Sunday, March 10, 2013

ZUMBIES!!






I don't know if its coincidence or attention bias or what, but it seems like as my age cohort has achieved prime procreation age, zombie literature has proliferated.  Pride and Prejudice and Zombies, The Walking Dead, Warm Bodies; the corpus seems to be piling up thickly and quickly.  To add some frosting to the cupcake, the Zombie genre kicked off in earnest in the late 60's with George Romero's Night of the Living Dead, right about the time Baby Boomers would have been hitting prime procreation age themselves.  As a new parent and a recent initiate into the genre of zombies (I'm about 20 episodes into The Walking Dead for my first foray), I've found myself with niggling, deep and mysterious thoughts about attempting to connect the two ideas.  But how?  How could you possibly connect hoards of mindless, relentless shambling creatures seemingly bent on consuming your very life's blood with zombie movies?  Okay, so maybe the connections aren't that obtuse.  As much as it makes me feel a little like a bad parent to admit it, though, the more I think about it the harder I have to try and convince myself the connections aren't there.

For me, at least, there is something somewhat existentially terrifying about both the Zombie Hoards and the Toddling Hoards.  They may represent different spectrums of Sir Elton's great circle of life, but they both seem to have the same basic goal: supplant the current regime through relentless expansion.  They are both notoriously insatiable.  They both seem to be more active at night.  They both have finicky diets.  They both drool a lot.  Both inadvertently remind us that death and immortality stalk us all, and are well beyond our control.

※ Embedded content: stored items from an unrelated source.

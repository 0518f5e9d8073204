// src/models/progress.rs

use serde::{Deserialize, Serialize};
use sqlx::prelude::FromRow;
use validator::Validate;

/// Body of a glossary-view credit request.
#[derive(Debug, Deserialize, Validate)]
pub struct CreditViewRequest {
    pub term_id: i64,
    pub course_id: i64,
    #[validate(range(min = 1))]
    pub lesson_index: i64,
}

/// Result of a glossary-view credit request.
#[derive(Debug, Serialize, Deserialize)]
pub struct CreditViewResponse {
    pub xp: u64,
    pub awarded: bool,
    pub credited_count: usize,
}

/// Represents the 'lesson_completions' table, scoped to one learner.
#[derive(Debug, Clone, Serialize, Deserialize, FromRow)]
pub struct LessonCompletion {
    pub course_id: i64,
    pub lesson_index: i64,
    pub completed: bool,
    pub score: Option<i64>,

    /// Set the first time the lesson is marked completed.
    pub completed_at: Option<chrono::DateTime<chrono::Utc>>,
}

/// Body for recording a learner's state on one lesson.
#[derive(Debug, Deserialize, Validate)]
pub struct RecordLessonRequest {
    pub course_id: i64,
    #[validate(range(min = 1))]
    pub lesson_index: i64,
    #[serde(default)]
    pub completed: bool,
    #[validate(range(min = 0))]
    pub score: Option<i64>,
}

/// Query parameters for listing lesson completions.
#[derive(Debug, Deserialize)]
pub struct LessonCompletionParams {
    pub course_id: Option<i64>,
}
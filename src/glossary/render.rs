// src/glossary/render.rs

use super::annotator::{AnnotatedContent, Span};
use crate::utils::html::escape_text;

/// Renders annotated content as HTML for clients that inject markup.
///
/// Primary markers show the canonical term and carry the anchor id; repeat
/// markers keep the surface text and reference the anchor through
/// `data-anchor`. Every piece of text is escaped.
pub fn to_html(content: &AnnotatedContent) -> String {
    let mut html = String::new();
    for span in &content.spans {
        match span {
            Span::Text { text } => html.push_str(&escape_text(text)),
            Span::Primary {
                term_id,
                term,
                anchor,
                ..
            } => {
                html.push_str(&format!(
                    r#"<span id="{}" class="glossary-term" data-term="{}" data-term-id="{}" title="Click to view definition">{}</span>"#,
                    escape_text(anchor),
                    escape_text(term),
                    term_id,
                    escape_text(term),
                ));
            }
            Span::Repeat { anchor, text, .. } => {
                html.push_str(&format!(
                    r#"<span class="glossary-repeat" data-anchor="{}" title="Jump to first occurrence">{}</span>"#,
                    escape_text(anchor),
                    escape_text(text),
                ));
            }
        }
    }
    html
}
// src/glossary/mod.rs

//! Glossary term detection inside lesson content.

pub mod alias;
pub mod annotator;
pub mod render;

pub use alias::{AliasTable, SynonymEntry, SynonymTable};
pub use annotator::{Activation, AnnotatedContent, Span, anchor_id, annotate, annotate_with};

use crate::models::glossary::GlossaryTerm;

/// Finds a term by exact name, ignoring case.
pub fn lookup<'a>(terms: &'a [GlossaryTerm], name: &str) -> Option<&'a GlossaryTerm> {
    let needle = name.to_lowercase();
    terms.iter().find(|t| t.normalized() == needle)
}

/// Terms whose name or definition contains `query`, ignoring case.
/// An empty query matches everything.
pub fn search<'a>(terms: &'a [GlossaryTerm], query: &str) -> Vec<&'a GlossaryTerm> {
    let needle = query.trim().to_lowercase();
    terms
        .iter()
        .filter(|t| {
            needle.is_empty()
                || t.normalized().contains(&needle)
                || t.definition.to_lowercase().contains(&needle)
        })
        .collect()
}
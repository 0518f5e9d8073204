// src/handlers/glossary.rs

use std::sync::Arc;

use axum::{
    Json,
    extract::{Query, State},
    response::IntoResponse,
};
use sqlx::SqlitePool;
use validator::Validate;

use crate::{
    error::AppError,
    glossary::{self, SynonymTable, annotate_with, render},
    models::glossary::{AnnotateRequest, GlossaryTerm, SearchParams},
};

/// Loads the whole glossary in id order.
///
/// Alias building depends on term order, so every caller sees the same one.
pub async fn fetch_terms(pool: &SqlitePool) -> Result<Vec<GlossaryTerm>, AppError> {
    sqlx::query_as::<_, GlossaryTerm>(
        r#"
        SELECT id, term, definition, category, related_terms
        FROM glossary_terms
        ORDER BY id
        "#,
    )
    .fetch_all(pool)
    .await
    .map_err(|e| {
        tracing::error!("Failed to fetch glossary terms: {:?}", e);
        AppError::InternalServerError(e.to_string())
    })
}

/// Lists every glossary term.
pub async fn list_terms(State(pool): State<SqlitePool>) -> Result<impl IntoResponse, AppError> {
    let terms = fetch_terms(&pool).await?;
    Ok(Json(terms))
}

/// Case-insensitive search over term names and definitions.
pub async fn search_terms(
    State(pool): State<SqlitePool>,
    Query(params): Query<SearchParams>,
) -> Result<impl IntoResponse, AppError> {
    let terms = fetch_terms(&pool).await?;
    let found: Vec<GlossaryTerm> = glossary::search(&terms, &params.q)
        .into_iter()
        .cloned()
        .collect();
    Ok(Json(found))
}

/// Annotates arbitrary text against the current glossary.
///
/// Returns both the structured spans and an escaped HTML rendering.
pub async fn annotate_content(
    State(pool): State<SqlitePool>,
    State(synonyms): State<Arc<SynonymTable>>,
    Json(payload): Json<AnnotateRequest>,
) -> Result<impl IntoResponse, AppError> {
    payload.validate()?;

    let terms = fetch_terms(&pool).await?;
    let annotated = annotate_with(&payload.content, &terms, &synonyms);
    let html = render::to_html(&annotated);

    Ok(Json(serde_json::json!({
        "spans": annotated.spans,
        "html": html,
    })))
}
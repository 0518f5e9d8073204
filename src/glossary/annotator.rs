// src/glossary/annotator.rs

use std::collections::HashSet;

use regex::{Regex, RegexBuilder};
use serde::{Deserialize, Serialize};

use super::alias::{AliasTable, SynonymTable};
use crate::models::glossary::GlossaryTerm;

/// One piece of annotated lesson content.
#[derive(Debug, Clone, PartialEq, Eq, Serialize, Deserialize)]
#[serde(tag = "kind", rename_all = "snake_case")]
pub enum Span {
    /// Content outside any glossary marker, kept verbatim.
    Text { text: String },

    /// First occurrence of a term. Opens the definition when activated.
    Primary {
        term_id: i64,
        term: String,
        anchor: String,
        text: String,
    },

    /// Later occurrence of a term already marked. Points back at the primary.
    Repeat {
        term_id: i64,
        anchor: String,
        text: String,
    },
}

/// What the view layer should do when a marker is activated.
#[derive(Debug, Clone, PartialEq, Eq, Serialize)]
#[serde(tag = "action", rename_all = "snake_case")]
pub enum Activation {
    OpenDefinition { term_id: i64 },
    ScrollTo { anchor: String },
}

impl Activation {
    /// Only opening a definition from its primary marker earns XP.
    pub fn is_creditable(&self) -> bool {
        matches!(self, Activation::OpenDefinition { .. })
    }
}

impl Span {
    pub fn activate(&self) -> Option<Activation> {
        match self {
            Span::Text { .. } => None,
            Span::Primary { term_id, .. } => Some(Activation::OpenDefinition { term_id: *term_id }),
            Span::Repeat { anchor, .. } => Some(Activation::ScrollTo {
                anchor: anchor.clone(),
            }),
        }
    }

    /// The text as written in the source, without bold markup.
    pub fn text(&self) -> &str {
        match self {
            Span::Text { text } | Span::Primary { text, .. } | Span::Repeat { text, .. } => text,
        }
    }
}

/// Result of one annotation pass. Never persisted.
#[derive(Debug, Clone, Default, PartialEq, Eq, Serialize, Deserialize)]
pub struct AnnotatedContent {
    pub spans: Vec<Span>,
}

impl AnnotatedContent {
    /// Canonical names of the terms that received a primary marker, in order.
    pub fn primary_terms(&self) -> Vec<&str> {
        self.spans
            .iter()
            .filter_map(|s| match s {
                Span::Primary { term, .. } => Some(term.as_str()),
                _ => None,
            })
            .collect()
    }

    pub fn markers(&self) -> impl Iterator<Item = &Span> {
        self.spans.iter().filter(|s| !matches!(s, Span::Text { .. }))
    }

    /// Content with every marker reduced to its plain text.
    pub fn to_plain_text(&self) -> String {
        self.spans.iter().map(Span::text).collect()
    }

    /// Rebuilds the input content, restoring bold markup around markers.
    pub fn to_source(&self) -> String {
        let mut out = String::new();
        for span in &self.spans {
            match span {
                Span::Text { text } => out.push_str(text),
                Span::Primary { text, .. } | Span::Repeat { text, .. } => {
                    out.push_str("**");
                    out.push_str(text);
                    out.push_str("**");
                }
            }
        }
        out
    }
}

/// Anchor id shared by a term's primary marker and its repeats.
pub fn anchor_id(term: &str) -> String {
    let slug: Vec<String> = term
        .split_whitespace()
        .map(|w| w.to_lowercase())
        .collect();
    format!("glossary-{}", slug.join("-"))
}

fn bold_pattern(alias: &str) -> Result<Regex, regex::Error> {
    RegexBuilder::new(&format!(r"\*\*{}\*\*", regex::escape(alias)))
        .case_insensitive(true)
        .build()
}

/// Intermediate piece: plain text still open to matching, or a matched term.
enum Piece<'a> {
    Text(String),
    Hit { term: &'a GlossaryTerm, text: String },
}

fn split_text<'a>(text: String, pattern: &Regex, term: &'a GlossaryTerm, out: &mut Vec<Piece<'a>>) {
    let mut last = 0;
    for m in pattern.find_iter(&text) {
        if m.start() > last {
            out.push(Piece::Text(text[last..m.start()].to_string()));
        }
        out.push(Piece::Hit {
            term,
            text: text[m.start() + 2..m.end() - 2].to_string(),
        });
        last = m.end();
    }
    if last == 0 {
        out.push(Piece::Text(text));
    } else if last < text.len() {
        out.push(Piece::Text(text[last..].to_string()));
    }
}

/// Annotates `content` with the built-in synonym table.
pub fn annotate(content: &str, terms: &[GlossaryTerm]) -> AnnotatedContent {
    annotate_with(content, terms, &SynonymTable::default())
}

/// Turns every bold-wrapped glossary alias in `content` into a marker.
///
/// Aliases are tried in alias-table order and only ever scan text that no
/// earlier alias has claimed. Markers are then numbered by position: the
/// first occurrence of a canonical term is primary, the rest are repeats.
pub fn annotate_with(
    content: &str,
    terms: &[GlossaryTerm],
    synonyms: &SynonymTable,
) -> AnnotatedContent {
    let table = AliasTable::build(terms, synonyms);
    let mut pieces = vec![Piece::Text(content.to_string())];

    for (alias, term) in table.iter() {
        let pattern = match bold_pattern(alias) {
            Ok(re) => re,
            Err(e) => {
                tracing::warn!("Skipping glossary alias {:?}: {}", alias, e);
                continue;
            }
        };

        let hit = pieces
            .iter()
            .any(|p| matches!(p, Piece::Text(t) if pattern.is_match(t)));
        if !hit {
            continue;
        }

        let mut next = Vec::with_capacity(pieces.len() + 2);
        for piece in pieces {
            match piece {
                Piece::Text(text) => split_text(text, &pattern, term, &mut next),
                other => next.push(other),
            }
        }
        pieces = next;
    }

    let mut seen: HashSet<String> = HashSet::new();
    let spans = pieces
        .into_iter()
        .map(|piece| match piece {
            Piece::Text(text) => Span::Text { text },
            Piece::Hit { term, text } => {
                let anchor = anchor_id(&term.term);
                if seen.insert(term.normalized()) {
                    Span::Primary {
                        term_id: term.id,
                        term: term.term.clone(),
                        anchor,
                        text,
                    }
                } else {
                    Span::Repeat {
                        term_id: term.id,
                        anchor,
                        text,
                    }
                }
            }
        })
        .collect();

    AnnotatedContent { spans }
}
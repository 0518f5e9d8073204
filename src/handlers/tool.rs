// src/handlers/tool.rs

use axum::{
    Json,
    extract::{Path, Query, State},
    response::IntoResponse,
};
use sqlx::SqlitePool;

use crate::{
    error::AppError,
    models::tool::{Tool, ToolListParams},
};

/// Lists tools, optionally only those of one type.
pub async fn list_tools(
    State(pool): State<SqlitePool>,
    Query(params): Query<ToolListParams>,
) -> Result<impl IntoResponse, AppError> {
    let tools = sqlx::query_as::<_, Tool>(
        r#"
        SELECT id, name, description, tool_type, icon, is_free, config
        FROM tools
        WHERE ?1 IS NULL OR tool_type = ?1
        ORDER BY id
        "#,
    )
    .bind(params.tool_type)
    .fetch_all(&pool)
    .await
    .map_err(|e| {
        tracing::error!("Failed to list tools: {:?}", e);
        AppError::InternalServerError(e.to_string())
    })?;

    Ok(Json(tools))
}

pub async fn get_tool(
    State(pool): State<SqlitePool>,
    Path(id): Path<i64>,
) -> Result<impl IntoResponse, AppError> {
    let tool = sqlx::query_as::<_, Tool>(
        "SELECT id, name, description, tool_type, icon, is_free, config FROM tools WHERE id = ?",
    )
    .bind(id)
    .fetch_optional(&pool)
    .await?
    .ok_or(AppError::NotFound("Tool not found".to_string()))?;

    Ok(Json(tool))
}
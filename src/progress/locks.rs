// src/progress/locks.rs

use std::collections::HashMap;
use std::sync::{Arc, Mutex, PoisonError};

use tokio::sync::{Mutex as AsyncMutex, OwnedMutexGuard};

/// One async lock per learner.
///
/// A ledger update is load, credit, then two saves. Holding the learner's
/// guard across all of it keeps concurrent requests from interleaving.
#[derive(Debug, Clone, Default)]
pub struct LearnerLocks {
    locks: Arc<Mutex<HashMap<String, Arc<AsyncMutex<()>>>>>,
}

impl LearnerLocks {
    pub fn new() -> Self {
        Self::default()
    }

    /// Waits for exclusive access to `learner_id`'s ledger.
    pub async fn lock(&self, learner_id: &str) -> OwnedMutexGuard<()> {
        let lock = {
            let mut locks = self.locks.lock().unwrap_or_else(PoisonError::into_inner);
            // Drop locks nobody holds or waits on
            locks.retain(|_, lock| Arc::strong_count(lock) > 1);
            locks.entry(learner_id.to_string()).or_default().clone()
        };
        lock.lock_owned().await
    }

    /// Learners with a held or awaited lock.
    pub fn active(&self) -> usize {
        self.locks
            .lock()
            .unwrap_or_else(PoisonError::into_inner)
            .values()
            .filter(|lock| Arc::strong_count(lock) > 1)
            .count()
    }
}
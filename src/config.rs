// MirrorPulse — Hardware & System Configuration
// Target: Seeed Studio Xiao ESP32-C3 (RISC-V)

// ---------------------------------------------------------------------------
// GPIO Pin Definitions (Xiao ESP32-C3 pinout)
// ---------------------------------------------------------------------------
pub const PIN_I2C_SDA: i32 = 6; // D4 — I2C data line
pub const PIN_I2C_SCL: i32 = 7; // D5 — I2C clock line

// ---------------------------------------------------------------------------
// I2C Bus
// ---------------------------------------------------------------------------
pub const I2C_ADDR_MAX30102: u8 = 0x57;
pub const I2C_ADDR_OLED: u8 = 0x3C;
pub const I2C_TIMEOUT_TICKS: u32 = 1000; // FreeRTOS ticks

// ---------------------------------------------------------------------------
// Display (SSD1306 OLED)
// ---------------------------------------------------------------------------
pub const SCREEN_WIDTH: u32 = 128;
pub const SCREEN_HEIGHT: u32 = 64;
pub const DISPLAY_BUFFER_SIZE: usize = (SCREEN_WIDTH as usize * SCREEN_HEIGHT as usize) / 8; // 1024

// ---------------------------------------------------------------------------
// Task Stack Sizes (bytes)
// ---------------------------------------------------------------------------
pub const STACK_SENSOR: usize = 4096;
pub const STACK_UI: usize = 8192;

// ---------------------------------------------------------------------------
// Timing (milliseconds)
// ---------------------------------------------------------------------------
pub const HR_SAMPLE_INTERVAL_MS: u64 = 100; // 10 Hz FIFO poll
pub const UI_POLL_INTERVAL_MS: u64 = 10; // 100 Hz event drain
pub const SENSOR_SETTLE_MS: u64 = 100; // post-reset settle time
pub const BOOT_SPLASH_MS: u64 = 1000; // splash screen duration

// ---------------------------------------------------------------------------
// Heart-Rate Detection
// ---------------------------------------------------------------------------
pub const IR_HISTORY_LEN: usize = 25; // baseline window (2.5 s @ 10 Hz)
pub const THRESHOLD_WINDOW: usize = 10; // samples used for the percentile
pub const THRESHOLD_PERCENTILE: f64 = 80.0;
pub const THRESHOLD_MARGIN: f64 = 1.1;
pub const FALLBACK_THRESHOLD: f64 = 30_000.0; // until the window fills
pub const REFRACTORY_MS: u32 = 250; // 240 BPM physiological ceiling
pub const BPM_MIN: u16 = 40; // plausibility band (inclusive)
pub const BPM_MAX: u16 = 200;
pub const BPM_HISTORY_LEN: usize = 5; // smoothing window (beats)

// ---------------------------------------------------------------------------
// Display Debounce
// ---------------------------------------------------------------------------
pub const DISPLAY_HOLD_MS: u32 = 5000; // min time between surfaced values
pub const DISPLAY_CLEAR_MS: u32 = 3000; // surfaced value lifetime
pub const IDLE_PROMPT_MS: u32 = 5000; // no beat for this long → finger prompt
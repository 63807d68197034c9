// MirrorPulse — Firmware Entry Point
//
// Heart-rate module of the smart-mirror project: a MAX30102 pulse oximeter
// and a small SSD1306 status OLED on one I2C bus.
//
// Boot sequence:
//   1. Display the MirrorPulse splash for 1 second.
//   2. Run component self-test (OLED + MAX30102 presence probes).
//   3. Spawn the sensor and UI tasks.
//
// A failed sensor probe does not abort boot — the status line reports it
// and the display keeps showing the idle placeholder.

mod config;
mod debounce;
mod drivers;
mod events;
mod hr;
mod tasks;

use std::sync::mpsc;
use std::sync::Mutex;
use std::thread;
use std::time::Duration;

use esp_idf_hal::i2c::{I2cConfig, I2cDriver};
use esp_idf_hal::prelude::*;

use crate::config::*;
use crate::drivers::display::OledDisplay;
use crate::drivers::max30102::Max30102;

// ---------------------------------------------------------------------------
// Utility: milliseconds since boot (wraps at ~49 days — fine for timeouts)
// ---------------------------------------------------------------------------
pub fn now_ms() -> u32 {
    unsafe { (esp_idf_sys::esp_timer_get_time() / 1000) as u32 }
}

// ---------------------------------------------------------------------------
// Main
// ---------------------------------------------------------------------------
fn main() -> anyhow::Result<()> {
    // Link esp-idf-sys runtime patches and initialise logging.
    esp_idf_svc::sys::link_patches();
    esp_idf_svc::log::EspLogger::initialize_default();
    log::info!("MirrorPulse firmware starting…");

    // ---- Peripherals ------------------------------------------------------
    let peripherals = Peripherals::take()?;

    // ---- I2C bus (shared between OLED and MAX30102) ------------------------
    let i2c_config = I2cConfig::new().baudrate(400u32.kHz().into());
    let i2c = I2cDriver::new(
        peripherals.i2c0,
        peripherals.pins.gpio6, // SDA
        peripherals.pins.gpio7, // SCL
        &i2c_config,
    )?;
    // SAFETY: The I2C peripheral is a singleton obtained from `Peripherals::take()`.
    // It will live for the entire programme duration (embedded firmware never exits).
    let i2c_bus: &'static Mutex<I2cDriver<'static>> =
        Box::leak(Box::new(Mutex::new(unsafe { core::mem::transmute(i2c) })));

    // ---- Boot sequence (display) ------------------------------------------
    let mut display = OledDisplay::new(i2c_bus);
    display.init()?;

    // Step 1 — splash
    display.show_splash()?;
    thread::sleep(Duration::from_millis(BOOT_SPLASH_MS));

    // Step 2 — component self-test
    let oled_ok = display.is_connected();
    let sensor_ok = Max30102::new(i2c_bus).is_connected();

    display.show_boot_status(oled_ok, sensor_ok)?;
    thread::sleep(Duration::from_secs(1));

    if !oled_ok || !sensor_ok {
        log::error!("Boot check FAILED — OLED:{} HR sensor:{}", oled_ok, sensor_ok);
        // Continue anyway so we can still debug via serial; the sensor task
        // reports Unavailable on its own if init fails.
    }
    log::info!("Boot complete — entering normal operation");

    // ---- Channels ---------------------------------------------------------
    let (ui_tx, ui_rx) = mpsc::channel();

    // ---- Spawn tasks (map to FreeRTOS tasks via std::thread) ---------------

    // Sensor task — owns the MAX30102 and the whole detection pipeline.
    let sensor_bus = i2c_bus;
    let sensor_tx = ui_tx;
    thread::Builder::new()
        .name("sensor".into())
        .stack_size(STACK_SENSOR)
        .spawn(move || {
            tasks::sensor::sensor_task(sensor_bus, sensor_tx);
        })?;

    // UI task — owns the display and the debouncer.
    thread::Builder::new()
        .name("ui".into())
        .stack_size(STACK_UI)
        .spawn(move || {
            tasks::ui::ui_task(i2c_bus, ui_rx);
        })?;

    // Main thread has nothing left to do — park it forever.
    // (All work happens in the spawned FreeRTOS tasks.)
    loop {
        thread::sleep(Duration::from_secs(60));
    }
}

I'm not sure what it means for me personally to think about children in the context of zombie literature yet.  I've just started my hamster churning on the topic, but the best I've been able to come up with so far is to be more motivated to confront the fears that I have about childrearing (of which there are many) head on rather than sublimating them into horror films.  Utilizing my community of support, taking the time to examine my own thoughts and behaviors as a father, guarding the time for self-care behaviors and diligently communicating with my wife about our lives as parents are all parts of making sure that I stay ahead of the herd.  That, and making some time to watch The Walking Dead.